Para acabar de formarnos el espíritu estudiábamos un libro de filosofía, parto de un profesor de Barcelona, almacenista de bacalao que en los ratos de ocio producía metafísica. Ortodoxia pura.
—Vamos a ver, jóvenes —interrogaba el fraile—. ¿Qué es la verdad de conocimiento?
—«Adequatio intellectus et rei» —respondíamos con aplomo.
Nunca he vuelto a pisar terreno tan firme.
Cúpole iniciarnos en el tomismo a un padre montañés, de poca talla, locuaz en demasía, un tantico suspicaz y marrullero. Voz aguda, ojos claros, y en los labios finos, remuzgos fugaces de desdén o de ira. Listo como el hambre, el único fraile «señorito», a lo que creo, de seguro el más sociable. Tenía gracia para hablar a las señoras. Era mejor jinete que metafísico. Poseía el colegio una cuadra de seis u ocho caballos, picadero y guadarnés bastante bien puestos. Algunos estudiantes tenían montura propia. Cuadra, picadero y guadarnés entraban en la superintendencia del padre. Allí pasaba los grandes ratos cabalgando en la «Peonza», yegua alazana de pura sangre, nerviosa y fina, que a pocos se les podía confiar.

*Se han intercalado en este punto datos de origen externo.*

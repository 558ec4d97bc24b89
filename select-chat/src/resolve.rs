//! Startup address resolution, binding and connecting.
//!
//! Both helpers run once before an event loop starts and hand back plain std
//! sockets in non-blocking mode, ready to be registered with a multiplexer.

use std::net::{SocketAddr, TcpListener, TcpStream};

use tracing::debug;

use crate::error::ResolveError;

/// Binds the first address `host:port` resolves to that accepts a bind.
pub async fn bind_listener(host: &str, port: u16) -> Result<TcpListener, ResolveError> {
    let mut last_error = None;
    for addr in lookup(host, port).await? {
        match tokio::net::TcpListener::bind(addr).await {
            Ok(listener) => {
                debug!(%addr, "bound listening endpoint");
                return listener.into_std().map_err(|source| ResolveError::Bind {
                    host: host.to_string(),
                    port,
                    source,
                });
            }
            Err(err) => {
                debug!(%addr, error = ?err, "bind failed; trying next address");
                last_error = Some(err);
            }
        }
    }

    Err(match last_error {
        Some(source) => ResolveError::Bind {
            host: host.to_string(),
            port,
            source,
        },
        None => ResolveError::NoAddresses {
            host: host.to_string(),
            port,
        },
    })
}

/// Connects to the first address `host:port` resolves to that answers.
pub async fn connect(host: &str, port: u16) -> Result<TcpStream, ResolveError> {
    let mut last_error = None;
    for addr in lookup(host, port).await? {
        match tokio::net::TcpStream::connect(addr).await {
            Ok(stream) => {
                debug!(%addr, "connected");
                return stream.into_std().map_err(|source| ResolveError::Connect {
                    host: host.to_string(),
                    port,
                    source,
                });
            }
            Err(err) => {
                debug!(%addr, error = ?err, "connect failed; trying next address");
                last_error = Some(err);
            }
        }
    }

    Err(match last_error {
        Some(source) => ResolveError::Connect {
            host: host.to_string(),
            port,
            source,
        },
        None => ResolveError::NoAddresses {
            host: host.to_string(),
            port,
        },
    })
}

async fn lookup(host: &str, port: u16) -> Result<Vec<SocketAddr>, ResolveError> {
    let addrs: Vec<SocketAddr> = tokio::net::lookup_host((host, port))
        .await
        .map_err(|source| ResolveError::Lookup {
            host: host.to_string(),
            port,
            source,
        })?
        .collect();

    if addrs.is_empty() {
        return Err(ResolveError::NoAddresses {
            host: host.to_string(),
            port,
        });
    }
    Ok(addrs)
}
use std::fmt::Write;

use log::{Level, Log, Metadata, Record};

static LOGGER: Logger = Logger {};

pub fn setup_logger(max_level: log::LevelFilter) -> Result<(), log::SetLoggerError> {
    log::set_max_level(max_level);
    log::set_logger(&LOGGER)
}

struct Logger {}

impl Log for Logger {
    fn enabled(&self, metadata: &Metadata) -> bool {
        metadata.level() <= Level::Trace
    }

    fn log(&self, record: &Record) {
        if self.enabled(record.metadata()) {
            println!("{} [{}] {}", record.level(), record.target(), record.args());
        }
    }

    fn flush(&self) {}
}

pub fn fmt_slice_hex(data: &[u8]) -> String {
    let mut dest = String::with_capacity(data.len() * 2);
    for b in data {
        let _ = write!(dest, "{:02x}", b);
    }
    dest
}
#[cfg(test)]
mod tests {
    use super::*;

    fn ike_policy() -> SaPolicy {
        SaPolicy::builder(ProtocolId::IKE)
            .add_encryption(TransformType::ENCR_AES_CBC, Some(256))
            .add_encryption(TransformType::ENCR_AES_CBC, Some(128))
            .add_prf(TransformType::PRF_HMAC_SHA2_256)
            .add_prf(TransformType::PRF_HMAC_SHA1)
            .add_integrity(TransformType::AUTH_HMAC_SHA2_256_128)
            .add_integrity(TransformType::AUTH_HMAC_SHA1_96)
            .add_dh_group(TransformType::DH_2048_MODP)
            .add_dh_group(TransformType::DH_1024_MODP)
            .build()
            .unwrap()
    }

    fn aead_esp_policy() -> SaPolicy {
        SaPolicy::builder(ProtocolId::ESP)
            .add_encryption(TransformType::ENCR_AES_GCM_16, Some(256))
            .build()
            .unwrap()
    }

    fn ike_peer_proposal() -> Proposal {
        Proposal::new(
            1,
            ProtocolId::IKE,
            vec![],
            vec![
                Transform::new(TransformType::ENCR_AES_CBC, vec![Attribute::KeyLength(128)]),
                Transform::new(TransformType::PRF_HMAC_SHA1, vec![]),
                Transform::new(TransformType::AUTH_HMAC_SHA1_96, vec![]),
                Transform::new(TransformType::DH_1024_MODP, vec![]),
            ],
        )
    }

    #[test]
    fn negotiate_selects_matching_policy() {
        let policies = vec![ike_policy()];
        let negotiated = negotiate(&[ike_peer_proposal()], &policies).unwrap();
        assert_eq!(negotiated.policy_index(), 0);
        let proposal = negotiated.proposal();
        assert_eq!(proposal.number(), 1);
        assert_eq!(proposal.protocol_id(), ProtocolId::IKE);
        let selected = proposal
            .transforms()
            .iter()
            .map(Transform::transform_type)
            .collect::<Vec<_>>();
        assert_eq!(
            selected,
            vec![
                TransformType::ENCR_AES_CBC,
                TransformType::PRF_HMAC_SHA1,
                TransformType::AUTH_HMAC_SHA1_96,
                TransformType::DH_1024_MODP,
            ]
        );
        assert_eq!(proposal.transforms()[0].key_length(), Some(128));
    }

    #[test]
    fn negotiate_prefers_local_order() {
        let mut transforms = ike_peer_proposal().transforms().to_vec();
        transforms.push(Transform::new(
            TransformType::ENCR_AES_CBC,
            vec![Attribute::KeyLength(256)],
        ));
        transforms.push(Transform::new(TransformType::DH_2048_MODP, vec![]));
        let proposal = Proposal::new(1, ProtocolId::IKE, vec![], transforms);
        let negotiated = negotiate(&[proposal], &[ike_policy()]).unwrap();
        // 256-bit AES and the 2048-bit group rank higher locally even though
        // the peer listed them last.
        assert_eq!(negotiated.proposal().transforms()[0].key_length(), Some(256));
        assert!(negotiated
            .proposal()
            .transforms()
            .iter()
            .any(|transform| transform.transform_type() == TransformType::DH_2048_MODP));
    }

    #[test]
    fn negotiate_scans_proposals_in_peer_order() {
        let aes_gcm_proposal = Proposal::new(
            1,
            ProtocolId::ESP,
            vec![0x01, 0x02, 0x03, 0x04],
            vec![Transform::new(
                TransformType::ENCR_AES_GCM_16,
                vec![Attribute::KeyLength(256)],
            )],
        );
        let aes_cbc_proposal = Proposal::new(
            2,
            ProtocolId::ESP,
            vec![0x01, 0x02, 0x03, 0x04],
            vec![
                Transform::new(TransformType::ENCR_AES_CBC, vec![Attribute::KeyLength(128)]),
                Transform::new(TransformType::AUTH_HMAC_SHA1_96, vec![]),
            ],
        );
        let cbc_policy = SaPolicy::builder(ProtocolId::ESP)
            .add_encryption(TransformType::ENCR_AES_CBC, Some(128))
            .add_integrity(TransformType::AUTH_HMAC_SHA1_96)
            .build()
            .unwrap();
        // Both proposals are acceptable to some policy; the peer's first
        // proposal wins regardless of local policy order.
        let negotiated = negotiate(
            &[aes_gcm_proposal, aes_cbc_proposal],
            &[cbc_policy, aead_esp_policy()],
        )
        .unwrap();
        assert_eq!(negotiated.policy_index(), 1);
        assert_eq!(negotiated.proposal().number(), 1);
        assert_eq!(
            negotiated.proposal().transforms()[0].transform_type(),
            TransformType::ENCR_AES_GCM_16
        );
    }

    #[test]
    fn negotiate_rejects_key_length_mismatch() {
        let proposal = Proposal::new(
            1,
            ProtocolId::ESP,
            vec![0x01, 0x02, 0x03, 0x04],
            vec![Transform::new(
                TransformType::ENCR_AES_GCM_16,
                vec![Attribute::KeyLength(128)],
            )],
        );
        assert_eq!(
            negotiate(&[proposal], &[aead_esp_policy()]),
            Err(NegotiationError::NoProposalChosen)
        );
    }

    #[test]
    fn negotiate_rejects_category_mismatch() {
        // Peer offers no DH group at all while the local policy requires one.
        let proposal = Proposal::new(
            1,
            ProtocolId::IKE,
            vec![],
            vec![
                Transform::new(TransformType::ENCR_AES_CBC, vec![Attribute::KeyLength(128)]),
                Transform::new(TransformType::PRF_HMAC_SHA1, vec![]),
                Transform::new(TransformType::AUTH_HMAC_SHA1_96, vec![]),
            ],
        );
        assert_eq!(
            negotiate(&[proposal], &[ike_policy()]),
            Err(NegotiationError::NoProposalChosen)
        );
    }

    #[test]
    fn negotiate_rejects_protocol_mismatch() {
        assert_eq!(
            negotiate(&[ike_peer_proposal()], &[aead_esp_policy()]),
            Err(NegotiationError::NoProposalChosen)
        );
    }

    #[test]
    fn negotiate_skips_unsupported_transforms() {
        // The only encryption offer carries an invalid key length, so it is
        // decoded as unsupported and cannot be selected.
        let proposal = Proposal::new(
            1,
            ProtocolId::ESP,
            vec![0x01, 0x02, 0x03, 0x04],
            vec![Transform::new(
                TransformType::ENCR_AES_GCM_16,
                vec![Attribute::KeyLength(144)],
            )],
        );
        assert!(!proposal.transforms()[0].is_supported());
        assert_eq!(
            negotiate(&[proposal], &[aead_esp_policy()]),
            Err(NegotiationError::NoProposalChosen)
        );
    }

    #[test]
    fn negotiate_empty_proposals() {
        assert_eq!(
            negotiate(&[], &[ike_policy()]),
            Err(NegotiationError::NoProposalChosen)
        );
    }

    #[test]
    fn policy_to_proposal_roundtrip() {
        let proposal = ike_policy().to_proposal(1, vec![]);
        assert_eq!(proposal.transforms().len(), 8);
        assert!(proposal.transforms().iter().all(Transform::is_supported));
        // The policy's own offer must negotiate against itself.
        let negotiated = negotiate(&[proposal], &[ike_policy()]).unwrap();
        assert_eq!(negotiated.proposal().transforms().len(), 4);
    }

    #[test]
    fn builder_requires_encryption() {
        let result = SaPolicy::builder(ProtocolId::IKE)
            .add_prf(TransformType::PRF_HMAC_SHA1)
            .add_integrity(TransformType::AUTH_HMAC_SHA1_96)
            .add_dh_group(TransformType::DH_1024_MODP)
            .build();
        assert!(result.is_err());
    }

    #[test]
    fn builder_rejects_mixed_cipher_modes() {
        let result = SaPolicy::builder(ProtocolId::ESP)
            .add_encryption(TransformType::ENCR_AES_GCM_16, Some(256))
            .add_encryption(TransformType::ENCR_AES_CBC, Some(128))
            .build();
        assert!(result.is_err());
    }

    #[test]
    fn builder_rejects_integrity_with_aead() {
        let result = SaPolicy::builder(ProtocolId::ESP)
            .add_encryption(TransformType::ENCR_AES_GCM_16, Some(256))
            .add_integrity(TransformType::AUTH_HMAC_SHA1_96)
            .build();
        assert!(result.is_err());
    }

    #[test]
    fn builder_accepts_integrity_none_with_aead() {
        let policy = SaPolicy::builder(ProtocolId::ESP)
            .add_encryption(TransformType::ENCR_AES_GCM_16, Some(256))
            .add_integrity(TransformType::AUTH_NONE)
            .build()
            .unwrap();
        assert!(policy.uses_aead());
    }

    #[test]
    fn builder_rejects_integrity_none_with_normal_mode() {
        let result = SaPolicy::builder(ProtocolId::ESP)
            .add_encryption(TransformType::ENCR_AES_CBC, Some(128))
            .add_integrity(TransformType::AUTH_NONE)
            .build();
        assert!(result.is_err());
    }

    #[test]
    fn builder_requires_integrity_for_normal_mode() {
        let result = SaPolicy::builder(ProtocolId::ESP)
            .add_encryption(TransformType::ENCR_AES_CBC, Some(128))
            .build();
        assert!(result.is_err());
    }

    #[test]
    fn builder_requires_prf_and_dh_for_ike() {
        let missing_dh = SaPolicy::builder(ProtocolId::IKE)
            .add_encryption(TransformType::ENCR_AES_CBC, Some(128))
            .add_prf(TransformType::PRF_HMAC_SHA1)
            .add_integrity(TransformType::AUTH_HMAC_SHA1_96)
            .build();
        assert!(missing_dh.is_err());
        let dh_none = SaPolicy::builder(ProtocolId::IKE)
            .add_encryption(TransformType::ENCR_AES_CBC, Some(128))
            .add_prf(TransformType::PRF_HMAC_SHA1)
            .add_integrity(TransformType::AUTH_HMAC_SHA1_96)
            .add_dh_group(TransformType::DH_NONE)
            .build();
        assert!(dh_none.is_err());
    }

    #[test]
    fn builder_rejects_prf_for_esp() {
        let result = SaPolicy::builder(ProtocolId::ESP)
            .add_encryption(TransformType::ENCR_AES_CBC, Some(128))
            .add_integrity(TransformType::AUTH_HMAC_SHA1_96)
            .add_prf(TransformType::PRF_HMAC_SHA1)
            .build();
        assert!(result.is_err());
    }

    #[test]
    fn builder_validates_key_lengths() {
        assert!(SaPolicy::builder(ProtocolId::IKE)
            .add_encryption(TransformType::ENCR_AES_CBC, None)
            .build()
            .is_err());
        assert!(SaPolicy::builder(ProtocolId::IKE)
            .add_encryption(TransformType::ENCR_AES_CBC, Some(144))
            .build()
            .is_err());
        assert!(SaPolicy::builder(ProtocolId::ESP)
            .add_encryption(TransformType::ENCR_3DES, Some(192))
            .build()
            .is_err());
    }
}
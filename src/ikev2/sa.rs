use std::fmt;

use log::debug;

use super::message::FormatError;

const PROPOSAL_HEADER_LENGTH: usize = 8;
const TRANSFORM_HEADER_LENGTH: usize = 8;

const LAST_SUBSTRUCT: u8 = 0;
const MORE_PROPOSALS: u8 = 2;
const MORE_TRANSFORMS: u8 = 3;

const ATTRIBUTE_FORMAT_TV: u16 = 1 << 15;
const ATTRIBUTE_TYPE_KEY_LENGTH: u16 = 14;

#[derive(Debug, Clone, Copy, PartialEq, Eq)]
pub struct ProtocolId(u8);

impl ProtocolId {
    pub const IKE: ProtocolId = ProtocolId(1);
    pub const AH: ProtocolId = ProtocolId(2);
    pub const ESP: ProtocolId = ProtocolId(3);

    pub fn from_u8(value: u8) -> Result<ProtocolId, FormatError> {
        if value >= Self::IKE.0 && value <= Self::ESP.0 {
            Ok(ProtocolId(value))
        } else {
            debug!("Unsupported protocol ID {}", value);
            Err("Unsupported protocol ID".into())
        }
    }

    pub fn to_u8(self) -> u8 {
        self.0
    }
}

impl fmt::Display for ProtocolId {
    fn fmt(&self, f: &mut fmt::Formatter<'_>) -> fmt::Result {
        match *self {
            Self::IKE => write!(f, "IKE"),
            Self::AH => write!(f, "AH"),
            Self::ESP => write!(f, "ESP"),
            _ => write!(f, "Unknown protocol ID {}", self.0),
        }
    }
}

/// Transform attribute, RFC 7296, Section 3.3.5.
///
/// Key Length is the only attribute defined for IKEv2; everything else is
/// retained as opaque bytes with the format bit preserved.
#[derive(Debug, Clone, PartialEq, Eq)]
pub enum Attribute {
    KeyLength(u16),
    Unrecognized { attribute_type: u16, value: Vec<u8> },
}

impl Attribute {
    // Attribute type with the TV/TLV format bit masked off.
    fn attribute_type(&self) -> u16 {
        match *self {
            Self::KeyLength(_) => ATTRIBUTE_TYPE_KEY_LENGTH,
            Self::Unrecognized { attribute_type, .. } => attribute_type & !ATTRIBUTE_FORMAT_TV,
        }
    }

    fn read_from(data: &[u8]) -> Result<(Attribute, usize), FormatError> {
        if data.len() < 4 {
            debug!("Not enough data in transform attribute");
            return Err("Not enough data in transform attribute".into());
        }
        let mut attribute_type = [0u8; 2];
        attribute_type.copy_from_slice(&data[0..2]);
        let attribute_type = u16::from_be_bytes(attribute_type);
        if attribute_type & ATTRIBUTE_FORMAT_TV != 0 {
            let mut value = [0u8; 2];
            value.copy_from_slice(&data[2..4]);
            let attribute = if attribute_type & !ATTRIBUTE_FORMAT_TV == ATTRIBUTE_TYPE_KEY_LENGTH
            {
                Attribute::KeyLength(u16::from_be_bytes(value))
            } else {
                Attribute::Unrecognized {
                    attribute_type,
                    value: value.to_vec(),
                }
            };
            Ok((attribute, 4))
        } else {
            let mut attribute_length = [0u8; 2];
            attribute_length.copy_from_slice(&data[2..4]);
            let attribute_length = u16::from_be_bytes(attribute_length) as usize;
            if attribute_length < 4 || data.len() < attribute_length {
                debug!("Transform attribute length overflow");
                return Err("Transform attribute length overflow".into());
            }
            Ok((
                Attribute::Unrecognized {
                    attribute_type,
                    value: data[4..attribute_length].to_vec(),
                },
                attribute_length,
            ))
        }
    }

    fn write_to(&self, dest: &mut Vec<u8>) {
        match *self {
            Self::KeyLength(key_length) => {
                dest.extend_from_slice(
                    &(ATTRIBUTE_FORMAT_TV | ATTRIBUTE_TYPE_KEY_LENGTH).to_be_bytes(),
                );
                dest.extend_from_slice(&key_length.to_be_bytes());
            }
            Self::Unrecognized {
                attribute_type,
                ref value,
            } => {
                dest.extend_from_slice(&attribute_type.to_be_bytes());
                if attribute_type & ATTRIBUTE_FORMAT_TV == 0 {
                    dest.extend_from_slice(&((4 + value.len()) as u16).to_be_bytes());
                }
                dest.extend_from_slice(value);
            }
        }
    }

    fn encoded_length(&self) -> usize {
        match *self {
            Self::KeyLength(_) => 4,
            Self::Unrecognized {
                attribute_type,
                ref value,
            } => {
                if attribute_type & ATTRIBUTE_FORMAT_TV != 0 {
                    2 + value.len()
                } else {
                    4 + value.len()
                }
            }
        }
    }
}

Las tardes de paseo montaba en la yegua, y calada la teja, remangados los hábitos sobre el sillín, al viento la muceta y la cogulla, salía por las puertas falsas seguido de los alumnos de equitación, soberbio en el animal que se encabritaba, y se iban a galopar por las carreteras de Guadarrama o de Valdemorillo.
Comentarios sobre los méritos y gracias de la yegua entreveraban (no siempre ha de estar el arco tenso, recomienda Esopo) la clase de metafísica. Servía de comodín en la hermenéutica.
—Eso —explicaba el padre— es como sí pensásemos una «Peonza» con ocho patas… ¿entienden? Eso… ¿entienden…? Es como si yo les dijese: la «Peonza» es verde y amarilla…
El padre quedábase a lo mejor absorto, de codos en la mesa y el rostro entre las manos. No bastaba nuestra algazara para despabilarlo. Nos tiroteábamos con libros y boinas. Algunos encendían a hurtadillas un cigarro, batiendo el aire con furia para disipar el humo. Los días muy fríos, un pelirrojo del diablo solía bajar un frasquillo de alcohol, y derramándolo en la tarima entre dos filas de bancos, prendíalo fuego. Sus vecinos se apretujaban disputándose el sitio para acercar a la llama los dedos ateridos.